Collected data

%%

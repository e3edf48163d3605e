//! # Object Heap
//!
//! Storage of every engine object, one [`SlotAllocator`] per registered class. Objects are
//! addressed by [`ObjectHandle`]: the class descriptor plus the slot handle inside that class's
//! allocator.

use std::any::Any;
use std::collections::HashMap;

use oroboros_reflect::{DescriptorId, Reflected, TypeRegistry};

use super::slot_allocator::{AllocIdx, SlotAllocator};

/// Stable handle of a heap object.
#[derive(Clone, Copy, Debug, PartialEq, Eq, Hash, PartialOrd, Ord)]
pub struct ObjectHandle {
    /// Class of the object.
    pub class: DescriptorId,
    /// Slot inside the class allocator.
    pub alloc: AllocIdx,
}

/// Type-erased view of a [`SlotAllocator`].
pub trait ObjectAllocator: Send + Sync {
    /// Allocates a default-constructed value.
    fn allocate_default(&mut self) -> AllocIdx;
    /// Frees a value. Returns false if the slot was not live.
    fn free(&mut self, idx: AllocIdx) -> bool;
    /// Checks whether a slot is live.
    fn is_valid(&self, idx: AllocIdx) -> bool;
    /// Borrows a live value.
    fn get(&self, idx: AllocIdx) -> Option<&dyn Any>;
    /// Mutably borrows a live value.
    fn get_mut(&mut self, idx: AllocIdx) -> Option<&mut dyn Any>;
    /// Moves a value out, leaving a default value in its slot.
    fn take(&mut self, idx: AllocIdx) -> Option<Box<dyn Any + Send + Sync>>;
    /// Puts a value taken with [`ObjectAllocator::take`] back. Returns false on mismatch.
    fn restore(&mut self, idx: AllocIdx, value: Box<dyn Any + Send + Sync>) -> bool;
    /// Number of live values.
    fn live_count(&self) -> usize;
    /// Number of pools holding storage.
    fn pool_count(&self) -> usize;
}

impl<T: Any + Send + Sync + Default> ObjectAllocator for SlotAllocator<T> {
    fn allocate_default(&mut self) -> AllocIdx {
        self.allocate(T::default())
    }

    fn free(&mut self, idx: AllocIdx) -> bool {
        SlotAllocator::free(self, idx).is_some()
    }

    fn is_valid(&self, idx: AllocIdx) -> bool {
        SlotAllocator::is_valid(self, idx)
    }

    fn get(&self, idx: AllocIdx) -> Option<&dyn Any> {
        SlotAllocator::get(self, idx).map(|value| value as &dyn Any)
    }

    fn get_mut(&mut self, idx: AllocIdx) -> Option<&mut dyn Any> {
        SlotAllocator::get_mut(self, idx).map(|value| value as &mut dyn Any)
    }

    fn take(&mut self, idx: AllocIdx) -> Option<Box<dyn Any + Send + Sync>> {
        let slot = SlotAllocator::get_mut(self, idx)?;
        Some(Box::new(std::mem::take(slot)))
    }

    fn restore(&mut self, idx: AllocIdx, value: Box<dyn Any + Send + Sync>) -> bool {
        match (SlotAllocator::get_mut(self, idx), value.downcast::<T>()) {
            (Some(slot), Ok(value)) => {
                *slot = *value;
                true
            }
            _ => false,
        }
    }

    fn live_count(&self) -> usize {
        self.len()
    }

    fn pool_count(&self) -> usize {
        SlotAllocator::pool_count(self)
    }
}

/// Allocators of every registered class.
#[derive(Default)]
pub struct ObjectHeap {
    allocators: HashMap<DescriptorId, Box<dyn ObjectAllocator>>,
}

impl ObjectHeap {
    /// Creates an empty heap.
    #[must_use]
    pub fn new() -> Self {
        Self::default()
    }

    /// Adds an allocator for `T`. Registering a class twice keeps the first allocator.
    pub fn register<T: Reflected>(&mut self, registry: &TypeRegistry) -> DescriptorId {
        let class = registry.descriptor_of::<T>();
        self.allocators
            .entry(class)
            .or_insert_with(|| Box::new(SlotAllocator::<T>::new()) as Box<dyn ObjectAllocator>);
        class
    }

    /// Checks whether a class has an allocator.
    #[must_use]
    pub fn is_registered(&self, class: DescriptorId) -> bool {
        self.allocators.contains_key(&class)
    }

    /// Allocates a default instance of `class`.
    pub fn allocate(&mut self, class: DescriptorId) -> Option<ObjectHandle> {
        let alloc = self.allocators.get_mut(&class)?.allocate_default();
        Some(ObjectHandle { class, alloc })
    }

    /// Frees an object's storage.
    pub fn free(&mut self, handle: ObjectHandle) -> bool {
        self.allocators
            .get_mut(&handle.class)
            .is_some_and(|allocator| allocator.free(handle.alloc))
    }

    /// Checks whether a handle refers to live storage.
    #[must_use]
    pub fn is_valid(&self, handle: ObjectHandle) -> bool {
        self.allocators
            .get(&handle.class)
            .is_some_and(|allocator| allocator.is_valid(handle.alloc))
    }

    /// Borrows an object.
    #[must_use]
    pub fn get(&self, handle: ObjectHandle) -> Option<&dyn Any> {
        self.allocators.get(&handle.class)?.get(handle.alloc)
    }

    /// Mutably borrows an object.
    pub fn get_mut(&mut self, handle: ObjectHandle) -> Option<&mut dyn Any> {
        self.allocators.get_mut(&handle.class)?.get_mut(handle.alloc)
    }

    /// Moves an object's value out, leaving a default value in place.
    pub fn take(&mut self, handle: ObjectHandle) -> Option<Box<dyn Any + Send + Sync>> {
        self.allocators.get_mut(&handle.class)?.take(handle.alloc)
    }

    /// Puts back a value taken with [`ObjectHeap::take`].
    pub fn restore(&mut self, handle: ObjectHandle, value: Box<dyn Any + Send + Sync>) -> bool {
        self.allocators
            .get_mut(&handle.class)
            .is_some_and(|allocator| allocator.restore(handle.alloc, value))
    }

    /// Allocator of a class.
    #[must_use]
    pub fn allocator(&self, class: DescriptorId) -> Option<&dyn ObjectAllocator> {
        self.allocators.get(&class).map(|allocator| &**allocator)
    }
}

#[cfg(test)]
mod tests {
    use super::*;

    #[derive(Default, Debug, PartialEq)]
    struct Crate {
        weight: u32,
    }

    oroboros_reflect::reflect_class!(Crate { weight: u32 });

    #[test]
    fn test_heap_take_restore() {
        let registry = TypeRegistry::new();
        let mut heap = ObjectHeap::new();
        let class = heap.register::<Crate>(&registry);

        let handle = heap.allocate(class).unwrap();
        heap.get_mut(handle)
            .and_then(|value| value.downcast_mut::<Crate>())
            .unwrap()
            .weight = 12;

        let taken = heap.take(handle).unwrap();
        assert_eq!(
            heap.get(handle).and_then(|value| value.downcast_ref::<Crate>()),
            Some(&Crate::default())
        );
        assert!(heap.restore(handle, taken));
        assert_eq!(
            heap.get(handle).and_then(|value| value.downcast_ref::<Crate>()),
            Some(&Crate { weight: 12 })
        );

        assert!(heap.free(handle));
        assert!(!heap.is_valid(handle));
        assert_eq!(heap.allocator(class).map(|allocator| allocator.live_count()), Some(0));
    }
}
//! Observable per-page state objects consumed by the view layer.
//!
//! Each view model is a mutable struct holding its page's state plus an
//! explicit listener set; public methods mutate state and synchronously
//! notify listeners. Errors from the data layer are classified into
//! [`crate::errors::UiError`] at this boundary and stored in state.

/// Activity log page: pagination, filters, grouping, summary stats
pub mod activity;
/// Detail page: parallel load orchestration, tabs, polling lifecycle
pub mod detail;
/// Header strip: identity, status, shutdown confirmation flow
pub mod header;
/// Metrics page: cards, trends, health score
pub mod metrics;
/// Settings page: edit mode, dirty tracking, validation, save/cancel
pub mod settings;

pub use activity::{ActivitySummary, ContainerActivityViewModel};
pub use detail::{ContainerDetailViewModel, DetailTab};
pub use header::ContainerHeaderViewModel;
pub use metrics::{ContainerMetricsViewModel, MetricTrend, TrendDirection};
pub use settings::ContainerSettingsViewModel;
//! Metrics page view model.
//!
//! Derives per-metric display cards, trend comparisons between consecutive
//! snapshots, and the container health score from raw dashboard readings and
//! the configured threshold bands.

use crate::config::thresholds::{MetricThresholds, ThresholdBand};
use crate::errors::UiError;
use crate::models::{DashboardMetrics, MetricCard, MetricStatus};
use crate::observer::{ListenerId, ListenerSet};
use crate::polling::PollEvent;

/// Direction of a metric's movement between two snapshots.
#[derive(Debug, Clone, Copy, PartialEq, Eq)]
pub enum TrendDirection {
    /// Reading increased by more than the stability margin
    Up,
    /// Reading decreased by more than the stability margin
    Down,
    /// Reading moved less than the stability margin
    Stable,
}

/// Trend of one metric between the previous and current snapshot.
#[derive(Debug, Clone, Copy, PartialEq)]
pub struct MetricTrend {
    /// Direction of the change
    pub direction: TrendDirection,
    /// Percentage change relative to the previous reading
    pub change_percent: f64,
}

/// Movement below this percentage counts as stable.
const STABILITY_MARGIN_PERCENT: f64 = 0.5;

/// Computes the trend from a previous to a current reading.
///
/// A zero previous reading yields a stable trend, since a percentage change
/// has no meaning against it.
#[must_use]
pub fn calculate_trend(current: f64, previous: f64) -> MetricTrend {
    if previous == 0.0 {
        return MetricTrend {
            direction: TrendDirection::Stable,
            change_percent: 0.0,
        };
    }
    let change_percent = (current - previous) / previous * 100.0;
    let direction = if change_percent.abs() < STABILITY_MARGIN_PERCENT {
        TrendDirection::Stable
    } else if change_percent > 0.0 {
        TrendDirection::Up
    } else {
        TrendDirection::Down
    };
    MetricTrend {
        direction,
        change_percent,
    }
}

fn classify(value: f64, band: &ThresholdBand) -> MetricStatus {
    if value < band.min {
        MetricStatus::TooLow
    } else if value > band.max {
        MetricStatus::TooHigh
    } else {
        MetricStatus::Ok
    }
}

/// Builds the display cards for the three classified environment metrics.
#[must_use]
pub fn metric_cards(metrics: &DashboardMetrics, thresholds: &MetricThresholds) -> Vec<MetricCard> {
    vec![
        MetricCard {
            metric: "air_temperature",
            label: "Air temperature",
            value: metrics.air_temperature,
            target: thresholds.air_temperature.target,
            unit: "°C",
            status: classify(metrics.air_temperature, &thresholds.air_temperature),
        },
        MetricCard {
            metric: "humidity",
            label: "Humidity",
            value: metrics.humidity,
            target: thresholds.humidity.target,
            unit: "%",
            status: classify(metrics.humidity, &thresholds.humidity),
        },
        MetricCard {
            metric: "co2",
            label: "CO2",
            value: metrics.co2,
            target: thresholds.co2.target,
            unit: "ppm",
            status: classify(metrics.co2, &thresholds.co2),
        },
    ]
}

/// Computes the 0-100 health score for a snapshot.
///
/// Starts at 100; each environment metric outside its band deducts 20.
/// Over-utilized grow space deducts 10, under-utilized deducts 5. The result
/// is clamped to [0, 100].
#[must_use]
#[allow(clippy::cast_possible_truncation, clippy::cast_sign_loss)]
pub fn health_score(metrics: &DashboardMetrics, thresholds: &MetricThresholds) -> u8 {
    let mut score: i32 = 100;

    for band in [
        (&thresholds.air_temperature, metrics.air_temperature),
        (&thresholds.humidity, metrics.humidity),
        (&thresholds.co2, metrics.co2),
    ] {
        if !band.0.contains(band.1) {
            score -= 20;
        }
    }

    if metrics.space_utilization_percent > thresholds.utilization.high {
        score -= 10;
    } else if metrics.space_utilization_percent < thresholds.utilization.low {
        score -= 5;
    }

    score.clamp(0, 100) as u8
}

/// Observable state of the metrics page.
#[derive(Debug, Default)]
pub struct MetricsState {
    /// Most recent snapshot
    pub current: Option<DashboardMetrics>,
    /// Snapshot before the current one, used for trends
    pub previous: Option<DashboardMetrics>,
    /// Last polling failure, if the poller gave up
    pub error: Option<UiError>,
}

/// View model backing the metrics page.
pub struct ContainerMetricsViewModel {
    thresholds: MetricThresholds,
    state: MetricsState,
    listeners: ListenerSet,
}

impl ContainerMetricsViewModel {
    /// Creates an empty view model with the given threshold configuration.
    #[must_use]
    pub fn new(thresholds: MetricThresholds) -> Self {
        Self {
            thresholds,
            state: MetricsState::default(),
            listeners: ListenerSet::new(),
        }
    }

    /// Current page state.
    #[must_use]
    pub const fn state(&self) -> &MetricsState {
        &self.state
    }

    /// Registers a change listener.
    pub fn subscribe(&mut self, listener: impl Fn() + Send + Sync + 'static) -> ListenerId {
        self.listeners.subscribe(listener)
    }

    /// Removes a change listener.
    pub fn unsubscribe(&mut self, id: ListenerId) -> bool {
        self.listeners.unsubscribe(id)
    }

    /// Applies a fresh snapshot, shifting the current one into `previous`.
    pub fn apply_snapshot(&mut self, metrics: DashboardMetrics) {
        self.state.previous = self.state.current.take();
        self.state.current = Some(metrics);
        self.state.error = None;
        self.listeners.notify();
    }

    /// Applies a polling event (fresh metrics or a terminal poll failure).
    pub fn apply_poll_event(&mut self, event: &PollEvent) {
        match event {
            PollEvent::Metrics(metrics) => self.apply_snapshot(metrics.clone()),
            PollEvent::Failed(error) => {
                self.state.error = Some(error.clone());
                self.listeners.notify();
            }
        }
    }

    /// Display cards for the current snapshot, if one is loaded.
    #[must_use]
    pub fn cards(&self) -> Vec<MetricCard> {
        self.state
            .current
            .as_ref()
            .map(|metrics| metric_cards(metrics, &self.thresholds))
            .unwrap_or_default()
    }

    /// Trend of one metric between the previous and current snapshot.
    ///
    /// `None` until two snapshots have been applied or for unknown metrics.
    #[must_use]
    pub fn trend_for(&self, metric: &str) -> Option<MetricTrend> {
        let current = self.state.current.as_ref()?;
        let previous = self.state.previous.as_ref()?;
        let pick = |m: &DashboardMetrics| match metric {
            "air_temperature" => Some(m.air_temperature),
            "humidity" => Some(m.humidity),
            "co2" => Some(m.co2),
            "yield_total_kg" => Some(m.yield_total_kg),
            "space_utilization_percent" => Some(m.space_utilization_percent),
            _ => None,
        };
        Some(calculate_trend(pick(current)?, pick(previous)?))
    }

    /// Health score of the current snapshot, if one is loaded.
    #[must_use]
    pub fn health_score(&self) -> Option<u8> {
        self.state
            .current
            .as_ref()
            .map(|metrics| health_score(metrics, &self.thresholds))
    }
}
//! Wire and display data models.
//!
//! Wire types mirror the backend's JSON contracts (snake_case fields) and are
//! deserialized directly by the API client. Display models are produced by the
//! adaptor layer and carry derived fields the view layer renders as-is.

/// Activity log entries, filters, and pagination envelope
pub mod activity;
/// Container records, settings, and filter criteria
pub mod container;
/// Dashboard metrics, chart points, and trend display models
pub mod metrics;

pub use activity::{ActivityFilter, ActivityLogEntry, ActorType, NewActivityEntry, Page};
pub use container::{
    Container, ContainerOverview, ContainerSettings, ContainerStatus, ContainerType,
    CropSummaryRow, EnvironmentLink, EnvironmentLinks, FilterCriteria, FilterOptions, Location,
    NewContainer,
};
pub use metrics::{ChartPoint, DashboardMetrics, MetricCard, MetricStatus, TimeRange};
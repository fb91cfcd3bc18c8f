//! Pure transforms from wire records to display models.
//!
//! Everything here is synchronous and side-effect free so the adaptor and the
//! view models can call it freely. The ugliest job is normalizing
//! `ecosystem_settings`, which the backend serves as either an object or a
//! bare string depending on the record's age.

use crate::models::{Container, ContainerOverview};
use chrono::{DateTime, Utc};

/// Renders a timestamp as a relative-time string against `now`.
///
/// Granularity matches what the console shows: seconds collapse to
/// "just now", then minutes, hours, and days; anything older than a week
/// falls back to the calendar date.
#[must_use]
pub fn format_relative_time(then: DateTime<Utc>, now: DateTime<Utc>) -> String {
    let delta = now.signed_duration_since(then);
    let seconds = delta.num_seconds();

    if seconds < 60 {
        return "just now".to_string();
    }
    let minutes = delta.num_minutes();
    if minutes < 60 {
        return format_unit(minutes, "minute");
    }
    let hours = delta.num_hours();
    if hours < 24 {
        return format_unit(hours, "hour");
    }
    let days = delta.num_days();
    if days < 7 {
        return format_unit(days, "day");
    }
    then.format("%Y-%m-%d").to_string()
}

fn format_unit(count: i64, unit: &str) -> String {
    if count == 1 {
        format!("1 {unit} ago")
    } else {
        format!("{count} {unit}s ago")
    }
}

/// Normalizes the two wire representations of `ecosystem_settings`.
///
/// Old records carry a bare environment string, new ones an object with an
/// `environment` key. Anything else (null, malformed) normalizes to `None`.
#[must_use]
pub fn normalize_ecosystem_settings(value: Option<&serde_json::Value>) -> Option<String> {
    match value? {
        serde_json::Value::String(environment) if !environment.is_empty() => {
            Some(environment.clone())
        }
        serde_json::Value::Object(map) => map
            .get("environment")
            .and_then(|v| v.as_str())
            .filter(|s| !s.is_empty())
            .map(ToString::to_string),
        _ => None,
    }
}

/// Builds the overview display model from a wire container record.
#[must_use]
pub fn overview_from_container(container: &Container, now: DateTime<Utc>) -> ContainerOverview {
    let location = &container.settings.location;
    ContainerOverview {
        id: container.id,
        name: container.name.clone(),
        container_type: container.container_type,
        status: container.status,
        status_label: container.status.label(),
        tenant_id: container.settings.tenant_id,
        purpose: container.settings.purpose.clone(),
        location_label: format!("{}, {}", location.city, location.country),
        ecosystem_environment: normalize_ecosystem_settings(container.ecosystem_settings.as_ref()),
        settings: container.settings.clone(),
        updated_relative: format_relative_time(container.updated_at, now),
        updated_at: container.updated_at,
    }
}
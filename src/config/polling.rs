//! Polling interval and backoff settings.

use std::time::Duration;

/// Default seconds between successful metric fetches.
const DEFAULT_INTERVAL_SECS: u64 = 30;
/// Default base delay for the first retry after a failure.
const DEFAULT_BACKOFF_BASE_SECS: u64 = 1;
/// Default retry ceiling before the poller gives up.
const DEFAULT_MAX_RETRIES: u32 = 5;

/// Settings for a [`crate::polling::PollingService`] instance.
#[derive(Debug, Clone, Copy)]
pub struct PollingConfig {
    /// Interval between successful fetches
    pub interval: Duration,
    /// Base delay for the first retry; doubles per consecutive failure
    pub backoff_base: Duration,
    /// Consecutive-failure ceiling after which the poller stops
    pub max_retries: u32,
}

impl PollingConfig {
    /// Reads polling settings from the environment, with defaults.
    #[must_use]
    pub fn from_env() -> Self {
        let read_secs = |name: &str, default: u64| {
            std::env::var(name)
                .ok()
                .and_then(|raw| raw.parse().ok())
                .unwrap_or(default)
        };

        Self {
            interval: Duration::from_secs(read_secs(
                "CONSOLE_POLL_INTERVAL_SECS",
                DEFAULT_INTERVAL_SECS,
            )),
            backoff_base: Duration::from_secs(read_secs(
                "CONSOLE_POLL_BACKOFF_BASE_SECS",
                DEFAULT_BACKOFF_BASE_SECS,
            )),
            max_retries: std::env::var("CONSOLE_POLL_MAX_RETRIES")
                .ok()
                .and_then(|raw| raw.parse().ok())
                .unwrap_or(DEFAULT_MAX_RETRIES),
        }
    }
}

impl Default for PollingConfig {
    fn default() -> Self {
        Self {
            interval: Duration::from_secs(DEFAULT_INTERVAL_SECS),
            backoff_base: Duration::from_secs(DEFAULT_BACKOFF_BASE_SECS),
            max_retries: DEFAULT_MAX_RETRIES,
        }
    }
}
//! Activity log entries, filters, and the shared pagination envelope.

use chrono::{DateTime, Utc};
use serde::{Deserialize, Serialize};

/// Who performed a logged action.
#[derive(Debug, Clone, Copy, PartialEq, Eq, Serialize, Deserialize)]
#[serde(rename_all = "snake_case")]
pub enum ActorType {
    /// A human operator
    User,
    /// The platform itself (scheduled jobs, automation)
    System,
    /// An in-container robot
    Robot,
}

/// Immutable, append-only activity record associated with a container.
#[derive(Debug, Clone, PartialEq, Eq, Serialize, Deserialize)]
pub struct ActivityLogEntry {
    /// Unique identifier
    pub id: i64,
    /// Container this entry belongs to
    pub container_id: i64,
    /// Who performed the action
    pub actor_type: ActorType,
    /// Identifier of the actor (user id, robot serial, job name)
    pub actor_id: String,
    /// Action type; an open set defined by the backend ("settings_changed",
    /// "shutdown", "harvest_completed", ...)
    pub action_type: String,
    /// Human-readable description
    pub description: String,
    /// When the action happened
    pub timestamp: DateTime<Utc>,
}

/// Filters and cursor for the activity log endpoint.
#[derive(Debug, Clone, Serialize)]
pub struct ActivityFilter {
    /// Restrict to one action type
    #[serde(skip_serializing_if = "Option::is_none")]
    pub action_type: Option<String>,
    /// Restrict to one actor type
    #[serde(skip_serializing_if = "Option::is_none")]
    pub actor_type: Option<ActorType>,
    /// Inclusive lower bound on the entry timestamp
    #[serde(skip_serializing_if = "Option::is_none")]
    pub from: Option<DateTime<Utc>>,
    /// Exclusive upper bound on the entry timestamp
    #[serde(skip_serializing_if = "Option::is_none")]
    pub to: Option<DateTime<Utc>>,
    /// 1-based page number
    pub page: u64,
    /// Page size
    pub page_size: u64,
}

impl Default for ActivityFilter {
    fn default() -> Self {
        Self {
            action_type: None,
            actor_type: None,
            from: None,
            to: None,
            page: 1,
            page_size: 20,
        }
    }
}

impl ActivityFilter {
    /// Stable cache-key fragment for this filter set.
    #[must_use]
    pub fn cache_key(&self) -> String {
        format!(
            "a={:?};ac={:?};f={:?};t={:?};pg={};ps={}",
            self.action_type, self.actor_type, self.from, self.to, self.page, self.page_size
        )
    }
}

/// Payload for appending an activity entry (non-critical write path).
#[derive(Debug, Clone, Serialize)]
pub struct NewActivityEntry {
    /// Who performed the action
    pub actor_type: ActorType,
    /// Identifier of the actor
    pub actor_id: String,
    /// Action type
    pub action_type: String,
    /// Human-readable description
    pub description: String,
}

/// Pagination envelope shared by every list endpoint.
#[derive(Debug, Clone, PartialEq, Serialize, Deserialize)]
pub struct Page<T> {
    /// Records on this page
    pub items: Vec<T>,
    /// Total records matching the query
    pub total: u64,
    /// 1-based page number
    pub page: u64,
    /// Page size used
    pub page_size: u64,
    /// Whether further pages exist
    pub has_more: bool,
}

impl<T> Page<T> {
    /// An empty first page, used as the initial view-model state.
    #[must_use]
    pub const fn empty(page_size: u64) -> Self {
        Self {
            items: Vec::new(),
            total: 0,
            page: 1,
            page_size,
            has_more: false,
        }
    }
}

%%

Task to complete
Whichever lines of the records above hold the word "SlotAllocator" should all be copied out.

Answer area
//! Storage of every engine object, one [`SlotAllocator`] per registered class. Objects are
use super::slot_allocator::{AllocIdx, SlotAllocator};
/// Type-erased view of a [`SlotAllocator`].
impl<T: Any + Send + Sync + Default> ObjectAllocator for SlotAllocator<T> {
        SlotAllocator::free(self, idx).is_some()
        SlotAllocator::is_valid(self, idx)
        SlotAllocator::get(self, idx).map(|value| value as &dyn Any)
        SlotAllocator::get_mut(self, idx).map(|value| value as &mut dyn Any)
        let slot = SlotAllocator::get_mut(self, idx)?;
        match (SlotAllocator::get_mut(self, idx), value.downcast::<T>()) {
        SlotAllocator::pool_count(self)
            .or_insert_with(|| Box::new(SlotAllocator::<T>::new()) as Box<dyn ObjectAllocator>);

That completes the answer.